Sin embargo, no hicimos tanto énfasis en el segundo punto. Al fin y al cabo, en ese momento, ninguno de nosotros creyó que el problema de las desapariciones volvería a manifestarse en México. Evidentemente estábamos muy equivocados.
Ocho años más tarde, en noviembre de 2011, de regreso en Los Pinos presentamos un informe sobre desapariciones y otros abusos en México. Estos se habían cometido durante el mandato del presidente con quien íbamos a reunirnos, Felipe Calderón. Desde el inicio de su “guerra contra las drogas” en 2006, soldados y policías mexicanos habían cometido atrocidades generalizadas como torturas, ejecuciones extrajudiciales y desapariciones forzadas. Estas últimas hacían parte de un rebrote más generalizado de las desapariciones —muchas perpetradas por la delincuencia organizada— que recién empezaba a recibir atención nacional, a medida que cada vez más familias contaban lo ocurrido y rogaban a las autoridades que las ayudaran a encontrar a sus seres queridos.
Calderón arrancó la reunión desestimando a priori nuestra conclusión que México atravesaba una crisis de derechos humanos. Mientras resumíamos nuestros hallazgos, él interrumpía con preguntas, en un tono escéptico y defensivo. Nos desafió a que le presentáramos al menos uno de los “supuestos” casos, y nuestro investigador lo hizo: Jehú Abraham Sepúlveda Garza, detenido por agentes de la policía de tránsito en San Pedro Garza García, Nuevo León, en noviembre de 2010, supuestamente por conducir sin registro, entregado a la policía ministerial y trasladado luego a la Marina, para no ser visto nunca más. “No puede ser”, dijo el presidente. De inmediato le mostramos las pruebas, que incluían declaraciones de la Policía y la Marina que confirmaban que Sepúlveda había estado bajo su custodia. Pidió más ejemplos.

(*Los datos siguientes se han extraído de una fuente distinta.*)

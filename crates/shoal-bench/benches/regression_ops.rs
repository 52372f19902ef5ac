//! Criterion micro-benchmarks for predict/observe hot paths.

use criterion::{criterion_group, criterion_main, Criterion};
use shoal_bench::{reference_sites, reference_stream};
use shoal_core::Coord;
use shoal_regression::{Regression, WeightedMetric};
use shoal_regressors::{
    BoundedKernelRegression, KdTree, NearestNeighborRegression, ParticleFilterRegression,
};
use smallvec::smallvec;
use std::hint::black_box;

/// Benchmark: 5-NN query against a 10K-point tree.
fn bench_kdtree_nearest_10k(c: &mut Criterion) {
    let metric = WeightedMetric::unit(3);
    let mut tree = KdTree::new(3);
    for obs in reference_stream(10_000, 1) {
        tree.insert(&[obs.coord[1] as f64, obs.coord[0] as f64, obs.time], obs.value);
    }

    c.bench_function("kdtree_nearest_10k", |b| {
        b.iter(|| {
            let n = tree.nearest(black_box(&[25.0, 25.0, 5_000.0]), 5, &metric);
            black_box(&n);
        });
    });
}

/// Benchmark: k-NN regression predict after 10K observations.
fn bench_nn_predict_10k(c: &mut Criterion) {
    let mut r = NearestNeighborRegression::space_time(5, 1.0, 100.0).unwrap();
    for obs in reference_stream(10_000, 2) {
        r.observe(&obs).unwrap();
    }
    let here: Coord = smallvec![10, 40];

    c.bench_function("nn_predict_10k", |b| {
        b.iter(|| black_box(r.predict(black_box(&here), 10_000.0)));
    });
}

/// Benchmark: bounded kernel predict over a full 500-observation set.
fn bench_bounded_kernel_predict_500(c: &mut Criterion) {
    let mut r = BoundedKernelRegression::builder()
        .bandwidth(5.0)
        .capacity(500)
        .build()
        .unwrap();
    for obs in reference_stream(1_000, 3) {
        r.observe(&obs).unwrap();
    }
    let here: Coord = smallvec![25, 25];

    c.bench_function("bounded_kernel_predict_500", |b| {
        b.iter(|| black_box(r.predict(black_box(&here), 1_000.0)));
    });
}

/// Benchmark: one particle-filter evidence update across 2.5K sites.
fn bench_particle_evidence_2500(c: &mut Criterion) {
    let mut r = ParticleFilterRegression::builder()
        .sites(reference_sites())
        .range(-10.0, 20.0)
        .particles(50)
        .distance_noise(0.5)
        .informative_ratio(0.5)
        .seed(4)
        .build()
        .unwrap();
    let stream = reference_stream(1_000, 5);
    let mut i = 0;

    c.bench_function("particle_evidence_2500", |b| {
        b.iter(|| {
            r.observe(&stream[i % stream.len()]).unwrap();
            i += 1;
        });
    });
}

criterion_group!(
    benches,
    bench_kdtree_nearest_10k,
    bench_nn_predict_10k,
    bench_bounded_kernel_predict_500,
    bench_particle_evidence_2500
);
criterion_main!(benches);
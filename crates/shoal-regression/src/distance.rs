//! Per-dimension distance transforms and the weighted metric built
//! from them.
//!
//! The metric is kept separate from any index structure. Changing a
//! bandwidth replaces the metric; the points stored in a k-d tree stay
//! where they are.

use crate::params::require_positive;
use serde::{Deserialize, Serialize};
use shoal_core::{ParameterError, RegressionError};

/// How one dimension's raw difference becomes a distance contribution.
#[derive(Clone, Copy, Debug, Default, PartialEq, Eq, Serialize, Deserialize)]
pub enum DistanceTransform {
    /// `|Δ| / h`.
    #[default]
    Absolute,
    /// `Δ² / h`.
    Squared,
}

impl DistanceTransform {
    /// Contribution of a difference `delta` under bandwidth `h`.
    #[inline]
    pub fn apply(self, delta: f64, bandwidth: f64) -> f64 {
        match self {
            Self::Absolute => delta.abs() / bandwidth,
            Self::Squared => delta * delta / bandwidth,
        }
    }
}

/// `d(a, b) = Σ_i T_i(a_i - b_i, h_i)`.
///
/// # Examples
///
/// ```
/// use shoal_regression::{DistanceTransform, WeightedMetric};
///
/// let m = WeightedMetric::uniform(DistanceTransform::Absolute, vec![1.0, 2.0]).unwrap();
/// assert_eq!(m.distance(&[0.0, 0.0], &[3.0, 4.0]), 5.0);
///
/// // Inside the box on x, 2 units outside on y.
/// assert_eq!(m.distance_to_rect(&[1.0, 8.0], &[0.0, 0.0], &[2.0, 4.0]), 2.0);
/// ```
#[derive(Clone, Debug, PartialEq)]
pub struct WeightedMetric {
    transforms: Vec<DistanceTransform>,
    bandwidths: Vec<f64>,
}

impl WeightedMetric {
    /// One transform and one bandwidth per dimension.
    ///
    /// # Errors
    ///
    /// `ArityMismatch` if the lengths differ, `Parameter(OutOfDomain)`
    /// if a bandwidth is not finite and positive.
    pub fn new(
        transforms: Vec<DistanceTransform>,
        bandwidths: Vec<f64>,
    ) -> Result<Self, RegressionError> {
        if transforms.len() != bandwidths.len() {
            return Err(RegressionError::ArityMismatch {
                expected: transforms.len(),
                got: bandwidths.len(),
            });
        }
        for (i, &h) in bandwidths.iter().enumerate() {
            require_positive(i, h)?;
        }
        Ok(Self {
            transforms,
            bandwidths,
        })
    }

    /// The same transform on every dimension.
    pub fn uniform(
        transform: DistanceTransform,
        bandwidths: Vec<f64>,
    ) -> Result<Self, RegressionError> {
        Self::new(vec![transform; bandwidths.len()], bandwidths)
    }

    /// Plain L1 distance over `dim` dimensions.
    pub fn unit(dim: usize) -> Self {
        Self {
            transforms: vec![DistanceTransform::Absolute; dim],
            bandwidths: vec![1.0; dim],
        }
    }

    /// Number of dimensions.
    pub fn dim(&self) -> usize {
        self.bandwidths.len()
    }

    /// Per-dimension bandwidths.
    pub fn bandwidths(&self) -> &[f64] {
        &self.bandwidths
    }

    /// Per-dimension transforms.
    pub fn transforms(&self) -> &[DistanceTransform] {
        &self.transforms
    }

    /// A metric with the same transforms and new bandwidths.
    ///
    /// Validates every bandwidth; `offset` is added to the index reported
    /// in errors so callers can point into their full parameter vector.
    pub fn with_bandwidths(
        &self,
        bandwidths: &[f64],
        offset: usize,
    ) -> Result<Self, ParameterError> {
        if bandwidths.len() != self.bandwidths.len() {
            return Err(ParameterError::LengthMismatch {
                expected: self.bandwidths.len(),
                got: bandwidths.len(),
            });
        }
        for (i, &h) in bandwidths.iter().enumerate() {
            require_positive(offset + i, h)?;
        }
        Ok(Self {
            transforms: self.transforms.clone(),
            bandwidths: bandwidths.to_vec(),
        })
    }

    /// Distance between two feature vectors of length `dim()`.
    pub fn distance(&self, a: &[f64], b: &[f64]) -> f64 {
        debug_assert_eq!(a.len(), self.dim());
        debug_assert_eq!(b.len(), self.dim());
        a.iter()
            .zip(b)
            .zip(self.transforms.iter().zip(&self.bandwidths))
            .map(|((x, y), (t, &h))| t.apply(x - y, h))
            .sum()
    }

    /// Lower bound on the distance from `query` to any point inside the
    /// axis-aligned box `[min, max]`.
    ///
    /// A dimension contributes nothing while the query lies within the
    /// box on that axis, and otherwise the transformed gap to the nearer
    /// edge.
    pub fn distance_to_rect(&self, query: &[f64], min: &[f64], max: &[f64]) -> f64 {
        let mut total = 0.0;
        for i in 0..self.dim() {
            let q = query[i];
            let gap = if q < min[i] {
                min[i] - q
            } else if q > max[i] {
                q - max[i]
            } else {
                continue;
            };
            total += self.transforms[i].apply(gap, self.bandwidths[i]);
        }
        total
    }
}

#[cfg(test)]
mod tests {
    use super::*;
    use proptest::prelude::*;

    #[test]
    fn squared_transform_divides_by_bandwidth() {
        assert_eq!(DistanceTransform::Squared.apply(-3.0, 2.0), 4.5);
        assert_eq!(DistanceTransform::Absolute.apply(-3.0, 2.0), 1.5);
    }

    #[test]
    fn mixed_transforms() {
        let m = WeightedMetric::new(
            vec![DistanceTransform::Absolute, DistanceTransform::Squared],
            vec![2.0, 4.0],
        )
        .unwrap();
        assert_eq!(m.distance(&[0.0, 0.0], &[4.0, 4.0]), 2.0 + 4.0);
    }

    #[test]
    fn non_positive_bandwidth_rejected() {
        let err = WeightedMetric::uniform(DistanceTransform::Absolute, vec![1.0, 0.0]).unwrap_err();
        assert!(matches!(
            err,
            RegressionError::Parameter(ParameterError::OutOfDomain { index: 1, .. })
        ));
        assert!(WeightedMetric::uniform(DistanceTransform::Absolute, vec![f64::NAN]).is_err());
    }

    #[test]
    fn arity_mismatch_rejected() {
        let err = WeightedMetric::new(vec![DistanceTransform::Absolute], vec![1.0, 1.0]).unwrap_err();
        assert_eq!(
            err,
            RegressionError::ArityMismatch {
                expected: 1,
                got: 2
            }
        );
    }

    #[test]
    fn with_bandwidths_reports_offset_index() {
        let m = WeightedMetric::unit(2);
        let err = m.with_bandwidths(&[1.0, -1.0], 3).unwrap_err();
        assert!(matches!(err, ParameterError::OutOfDomain { index: 4, .. }));
        let m2 = m.with_bandwidths(&[2.0, 2.0], 0).unwrap();
        assert_eq!(m2.distance(&[0.0, 0.0], &[2.0, 2.0]), 2.0);
    }

    #[test]
    fn rect_distance_is_zero_inside() {
        let m = WeightedMetric::unit(2);
        assert_eq!(m.distance_to_rect(&[1.0, 1.0], &[0.0, 0.0], &[2.0, 2.0]), 0.0);
    }

    proptest! {
        #[test]
        fn rect_bound_never_exceeds_distance_to_points_inside(
            q in prop::array::uniform2(-20.0f64..20.0),
            lo in prop::array::uniform2(-10.0f64..0.0),
            span in prop::array::uniform2(0.0f64..10.0),
            t in prop::array::uniform2(0.0f64..1.0),
            squared in any::<bool>(),
        ) {
            let transform = if squared { DistanceTransform::Squared } else { DistanceTransform::Absolute };
            let m = WeightedMetric::uniform(transform, vec![1.5, 0.5]).unwrap();
            let hi = [lo[0] + span[0], lo[1] + span[1]];
            let inside = [lo[0] + t[0] * span[0], lo[1] + t[1] * span[1]];
            let bound = m.distance_to_rect(&q, &lo, &hi);
            let actual = m.distance(&q, &inside);
            prop_assert!(bound <= actual + 1e-9, "bound {bound} > actual {actual}");
        }
    }
}
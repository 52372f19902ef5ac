//! Two-hypothesis classifier: every site is either "good" or "bad".
//!
//! A site's belief is a single probability `p` that it is good. Its
//! prediction is the mixture `p · good_avg + (1 − p) · bad_avg`.
//! Evidence updates `p` by Bayes' rule against two normal likelihoods
//! whose deviation widens with distance, through the Gaussian radial
//! basis `rbf = exp(−(d/h)²/2)`:
//!
//! ```text
//! good ∝ p       · N(v; good_avg, σ / rbf)
//! bad  ∝ (1 − p) · N(v; bad_avg,  σ / rbf)
//! ```
//!
//! Sites with `rbf < 1e-5` are skipped, and so are observations made off
//! the site map. A scheduled drift step pulls every `p` towards one half:
//! `p ← (p + δ) / (1 + 2δ)`.
//!
//! `bad_avg < good_avg` always holds: both the constructor and
//! `set_parameters` reject an ordering that would swap the hypotheses.

use rand::{Rng, SeedableRng};
use rand_chacha::ChaCha8Rng;
use shoal_core::{CancelHandle, Coord, Observation, ParameterError, RegressionError, Scheduler, TickId};
use shoal_regression::params::{check_length, require_finite, require_non_negative, require_positive};
use shoal_regression::{KernelFunction, Regression, NEGLIGIBLE_WEIGHT};
use shoal_space::SiteMap;
use std::borrow::Cow;
use std::sync::Arc;

fn require_ordered(bad_avg: f64, good_avg: f64) -> Result<(), ParameterError> {
    if bad_avg < good_avg {
        Ok(())
    } else {
        Err(ParameterError::OutOfDomain {
            index: 2,
            value: good_avg,
            reason: "good_avg must exceed bad_avg",
        })
    }
}

fn normal_pdf(x: f64, mean: f64, sd: f64) -> f64 {
    let z = (x - mean) / sd;
    (-0.5 * z * z).exp() / (sd * (2.0 * std::f64::consts::PI).sqrt())
}

/// Good/bad spot classifier over a fixed [`SiteMap`].
#[derive(Clone, Debug)]
pub struct GoodBadRegression {
    sites: Arc<SiteMap>,
    probabilities: Vec<f64>,
    bandwidth: f64,
    bad_avg: f64,
    good_avg: f64,
    deviation: f64,
    drift: f64,
    drift_handle: Option<CancelHandle>,
}

impl GoodBadRegression {
    /// Draw every site's initial `p` uniformly from `seed`.
    ///
    /// `drift` is the per-day pull towards one half and is fixed for
    /// the lifetime of the regression.
    ///
    /// # Errors
    ///
    /// `Parameter` if `bandwidth` or `deviation` is not positive, an
    /// average is not finite, `good_avg <= bad_avg`, or `drift` is
    /// negative.
    pub fn new(
        sites: Arc<SiteMap>,
        bandwidth: f64,
        bad_avg: f64,
        good_avg: f64,
        deviation: f64,
        drift: f64,
        seed: u64,
    ) -> Result<Self, RegressionError> {
        require_positive(0, bandwidth)?;
        require_finite(1, bad_avg)?;
        require_finite(2, good_avg)?;
        require_ordered(bad_avg, good_avg)?;
        require_positive(3, deviation)?;
        let drift = require_non_negative(4, drift)?;
        let mut rng = ChaCha8Rng::seed_from_u64(seed);
        let probabilities = (0..sites.len()).map(|_| rng.random::<f64>()).collect();
        tracing::debug!(sites = sites.len(), bad_avg, good_avg, drift, seed, "good/bad regression built");
        Ok(Self {
            sites,
            probabilities,
            bandwidth,
            bad_avg,
            good_avg,
            deviation,
            drift,
            drift_handle: None,
        })
    }

    /// Probability that `coord` is a good site, `None` off the site map.
    pub fn probability_good(&self, coord: &Coord) -> Option<f64> {
        self.sites.site(coord).map(|id| self.probabilities[id.index()])
    }

    /// Pull every probability towards one half.
    pub fn drift(&mut self) {
        let d = self.drift;
        for p in &mut self.probabilities {
            *p = (*p + d) / (1.0 + 2.0 * d);
        }
    }

    fn update(&mut self, index: usize, value: f64, sd: f64) {
        let prior = self.probabilities[index];
        let good = prior * normal_pdf(value, self.good_avg, sd);
        let bad = (1.0 - prior) * normal_pdf(value, self.bad_avg, sd);
        self.probabilities[index] = if good + bad == 0.0 {
            if value > self.good_avg {
                1.0
            } else if value < self.bad_avg {
                0.0
            } else {
                0.5
            }
        } else {
            good / (good + bad)
        };
    }
}

impl Regression for GoodBadRegression {
    fn name(&self) -> &str {
        "good_bad"
    }

    fn predict(&self, coord: &Coord, _time: f64) -> f64 {
        self.probability_good(coord)
            .map_or(f64::NAN, |p| p * self.good_avg + (1.0 - p) * self.bad_avg)
    }

    fn observe(&mut self, observation: &Observation) -> Result<(), RegressionError> {
        let sites = Arc::clone(&self.sites);
        let Some(origin) = sites.site(&observation.coord) else {
            tracing::trace!(coord = ?observation.coord, "observation outside site map ignored");
            return Ok(());
        };
        let mut updated = 0usize;
        for (id, _) in sites.iter() {
            let distance = sites.distance(origin, id);
            let rbf = KernelFunction::Gaussian.weight(distance / self.bandwidth);
            if rbf < NEGLIGIBLE_WEIGHT {
                continue;
            }
            self.update(id.index(), observation.value, self.deviation / rbf);
            updated += 1;
        }
        tracing::trace!(updated, value = observation.value, "good/bad evidence");
        Ok(())
    }

    /// `[bandwidth, bad_avg, good_avg, deviation]`.
    fn parameters(&self) -> Vec<f64> {
        vec![self.bandwidth, self.bad_avg, self.good_avg, self.deviation]
    }

    fn set_parameters(&mut self, values: &[f64]) -> Result<(), ParameterError> {
        check_length(4, values.len())?;
        let bandwidth = require_positive(0, values[0])?;
        let bad_avg = require_finite(1, values[1])?;
        let good_avg = require_finite(2, values[2])?;
        require_ordered(bad_avg, good_avg)?;
        let deviation = require_positive(3, values[3])?;
        self.bandwidth = bandwidth;
        self.bad_avg = bad_avg;
        self.good_avg = good_avg;
        self.deviation = deviation;
        tracing::debug!(bandwidth, bad_avg, good_avg, deviation, "good/bad parameters updated");
        Ok(())
    }

    fn parameter_names(&self) -> Vec<Cow<'static, str>> {
        vec![
            Cow::Borrowed("bandwidth"),
            Cow::Borrowed("bad_avg"),
            Cow::Borrowed("good_avg"),
            Cow::Borrowed("deviation"),
        ]
    }

    fn on_start(&mut self, scheduler: &mut dyn Scheduler) -> Option<CancelHandle> {
        if self.drift_handle.is_none() {
            let handle = scheduler.schedule_every(1);
            tracing::debug!(%handle, drift = self.drift, "good/bad drift scheduled");
            self.drift_handle = Some(handle);
        }
        self.drift_handle
    }

    fn on_scheduled(&mut self, handle: CancelHandle, now: TickId) {
        if self.drift_handle == Some(handle) {
            tracing::trace!(%now, "drift callback");
            self.drift();
        }
    }

    fn on_stop(&mut self, scheduler: &mut dyn Scheduler) {
        if let Some(handle) = self.drift_handle.take() {
            scheduler.cancel(handle);
            tracing::debug!(%handle, "good/bad drift cancelled");
        }
    }
}

#[cfg(test)]
mod tests {
    use super::*;
    use shoal_space::{EdgeBehavior, Square4};
    use shoal_test_utils::MockScheduler;
    use smallvec::smallvec;

    fn line(cols: u32, drift: f64) -> GoodBadRegression {
        let space = Arc::new(Square4::new(1, cols, EdgeBehavior::Absorb).unwrap());
        let sites = Arc::new(SiteMap::from_space(space).unwrap());
        GoodBadRegression::new(sites, 1.0, 0.0, 10.0, 2.0, drift, 42).unwrap()
    }

    #[test]
    fn initial_probabilities_are_seeded() {
        let a = line(5, 0.0);
        let b = line(5, 0.0);
        for c in 0..5 {
            let coord: Coord = smallvec![0, c];
            let p = a.probability_good(&coord).unwrap();
            assert!((0.0..1.0).contains(&p));
            assert_eq!(Some(p), b.probability_good(&coord));
        }
    }

    #[test]
    fn prediction_mixes_the_averages() {
        let r = line(1, 0.0);
        let p = r.probability_good(&smallvec![0, 0]).unwrap();
        assert!((r.predict(&smallvec![0, 0], 0.0) - 10.0 * p).abs() < 1e-12);
        assert!(r.predict(&smallvec![3, 3], 0.0).is_nan());
    }

    #[test]
    fn good_evidence_raises_probability() {
        let mut r = line(1, 0.0);
        let before = r.probability_good(&smallvec![0, 0]).unwrap();
        r.observe(&Observation::at(0, 0, 0.0, 9.0)).unwrap();
        assert!(r.probability_good(&smallvec![0, 0]).unwrap() > before);
    }

    #[test]
    fn far_sites_ignore_evidence() {
        let mut r = line(20, 0.0);
        let before = r.probability_good(&smallvec![0, 19]).unwrap();
        r.observe(&Observation::at(0, 0, 0.0, 9.0)).unwrap();
        assert_eq!(r.probability_good(&smallvec![0, 19]).unwrap(), before);
    }

    #[test]
    fn extreme_evidence_snaps() {
        let mut r = line(1, 0.0);
        r.observe(&Observation::at(0, 0, 0.0, 1e6)).unwrap();
        assert_eq!(r.probability_good(&smallvec![0, 0]), Some(1.0));
        r.observe(&Observation::at(0, 0, 0.0, -1e6)).unwrap();
        assert_eq!(r.probability_good(&smallvec![0, 0]), Some(0.0));
    }

    #[test]
    fn drift_pulls_towards_one_half() {
        let mut r = line(1, 0.5);
        r.observe(&Observation::at(0, 0, 0.0, 1e6)).unwrap();
        r.drift();
        // (1 + 0.5) / 2
        assert_eq!(r.probability_good(&smallvec![0, 0]), Some(0.75));
    }

    #[test]
    fn daily_drift_is_scheduled_and_cancelled() {
        shoal_test_utils::init_tracing();
        let mut r = line(1, 0.5);
        let mut sched = MockScheduler::new();
        let handle = r.on_start(&mut sched).unwrap();
        assert_eq!(sched.period(handle), Some(1));
        r.observe(&Observation::at(0, 0, 0.0, -1e6)).unwrap();
        r.on_scheduled(handle, TickId(1));
        assert_eq!(r.probability_good(&smallvec![0, 0]), Some(0.25));
        r.on_stop(&mut sched);
        assert_eq!(sched.active(), 0);
    }

    #[test]
    fn parameters_round_trip() {
        let mut r = line(1, 0.0);
        assert_eq!(r.parameters(), vec![1.0, 0.0, 10.0, 2.0]);
        r.set_parameters(&[2.0, 1.0, 5.0, 0.5]).unwrap();
        assert_eq!(r.parameters(), vec![2.0, 1.0, 5.0, 0.5]);
        assert!(matches!(
            r.set_parameters(&[2.0, 1.0, 5.0, -0.5]),
            Err(ParameterError::OutOfDomain { index: 3, .. })
        ));
        assert!(r.set_parameters(&[1.0]).is_err());
    }

    #[test]
    fn averages_cannot_swap() {
        let mut r = line(1, 0.0);
        for inverted in [[1.0, 10.0, 0.0, 2.0], [1.0, 4.0, 4.0, 2.0]] {
            assert!(matches!(
                r.set_parameters(&inverted),
                Err(ParameterError::OutOfDomain { index: 2, .. })
            ));
        }
        assert_eq!(r.parameters(), vec![1.0, 0.0, 10.0, 2.0]);

        let space = Arc::new(Square4::new(1, 1, EdgeBehavior::Absorb).unwrap());
        let sites = Arc::new(SiteMap::from_space(space).unwrap());
        assert!(GoodBadRegression::new(sites, 1.0, 5.0, 5.0, 2.0, 0.0, 1).is_err());
    }

    // ── Off-map evidence ────────────────────────────────────────

    #[test]
    fn observations_off_the_map_are_ignored() {
        let mut r = line(3, 0.0);
        let before: Vec<_> = (0..3).map(|c| r.probability_good(&smallvec![0, c])).collect();
        let off_map: [Coord; 3] = [smallvec![3], smallvec![0, 7], smallvec![i32::MIN, i32::MAX]];
        for coord in off_map {
            r.observe(&Observation::new(coord, 0.0, 9.0)).unwrap();
        }
        let after: Vec<_> = (0..3).map(|c| r.probability_good(&smallvec![0, c])).collect();
        assert_eq!(before, after);
    }
}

Nos habían advertido que la audiencia duraría menos de 30 minutos, pero ya había transcurrido más de una hora y seguíamos analizando casos, mientras Calderón seguía haciendo preguntas. Su tono había cambiado. Se le notaba preocupado. La reunión terminó casi dos horas más tarde, con una invitación (que rechazamos) a exponer ante su consejo de seguridad nacional.
Dos semanas después, en una ceremonia conmemorativa del Día Internacional de los Derechos Humanos, que se televisó a todo el país, Calderón anunció que adoptaría varias de las medidas que le habíamos recomendado. Una de ellas consistía en crear una base de datos nacional exhaustiva sobre personas no localizadas para facilitar la determinación de su paradero. Durante 2012, la Procuraduría General de la Repúbica (PGR) encabezó esta iniciativa, y reunió información de procuradurías estatales y otras entidades gubernamentales.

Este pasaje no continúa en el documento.